What lines in the listing below hold the string "Some"? Please copy them out.

Material for the task
- - - - -

//! rfm-dashboard: terminal dashboard over precomputed RFM customer segments
//!
//! This is the main entrypoint that wires the command line to the dashboard
//! and runs either a single render or the interactive selection loop.

use anyhow::Result;
use clap::Parser;
use rfm_dashboard::{Args, Dashboard};
use std::io::{self, BufRead, Write};
use std::time::Instant;

fn main() -> Result<()> {
    let args = Args::parse();

    env_logger::Builder::from_env(env_logger::Env::default().default_filter_or(args.log_level())).init();

    let catalog = args.load_catalog()?;
    let mut dashboard = Dashboard::new(args.data_paths(), catalog).with_chart_dir(&args.output_dir);

    if args.list_segments {
        let segments = dashboard.segment_options()?;
        if let Some(error) = segments.error {
            println!("{}", error);
        }
        for option in segments.options {
            println!("{}", option);
        }
        return Ok(());
    }

    if args.interactive {
        run_interactive(&mut dashboard, args.segment)
    } else {
        render_once(&mut dashboard, args.segment.as_deref())
    }
}

/// Render the page a single time
fn render_once(dashboard: &mut Dashboard, selection: Option<&str>) -> Result<()> {
    let start_time = Instant::now();
    let page = dashboard.render(selection)?;
    print!("{}", page);
    log::debug!("Rendered in {:.2}s", start_time.elapsed().as_secs_f64());
    Ok(())
}

/// Re-render after every line read from stdin
///
/// An empty line keeps the current selection, `:reload` drops cached data
/// and `:quit` exits. An unknown segment is reported and the previous
/// selection is kept; a kept selection that vanished after a reload falls
/// back to the first segment.
fn run_interactive(dashboard: &mut Dashboard, initial: Option<String>) -> Result<()> {
    let page = dashboard.render(initial.as_deref())?;
    print!("{}", page);
    let mut selection = page.selected_segment().map(str::to_string);

    let stdin = io::stdin();
    loop {
        print!("\nSelect a Customer Segment to view its Strategy (:reload, :quit): ");
        io::stdout().flush()?;

        let mut line = String::new();
        if stdin.lock().read_line(&mut line)? == 0 {
            break;
        }

        let page = match line.trim() {
            ":quit" | ":q" => break,
            ":reload" => {
                dashboard.clear_cache();
                dashboard.render_or_default(selection.as_deref())?
            }
            "" => dashboard.render_or_default(selection.as_deref())?,
            choice => match dashboard.render(Some(choice)) {
                Ok(page) => page,
                Err(e) => {
                    eprintln!("{}", e);
                    continue;
                }
            },
        };

        if let Some(segment) = page.selected_segment() {
            selection = Some(segment.to_string());
        }
        print!("{}", page);
    }

    Ok(())
}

- - - - -

The completed task
        if let Some(error) = segments.error {
            choice => match dashboard.render(Some(choice)) {
        if let Some(segment) = page.selected_segment() {
            selection = Some(segment.to_string());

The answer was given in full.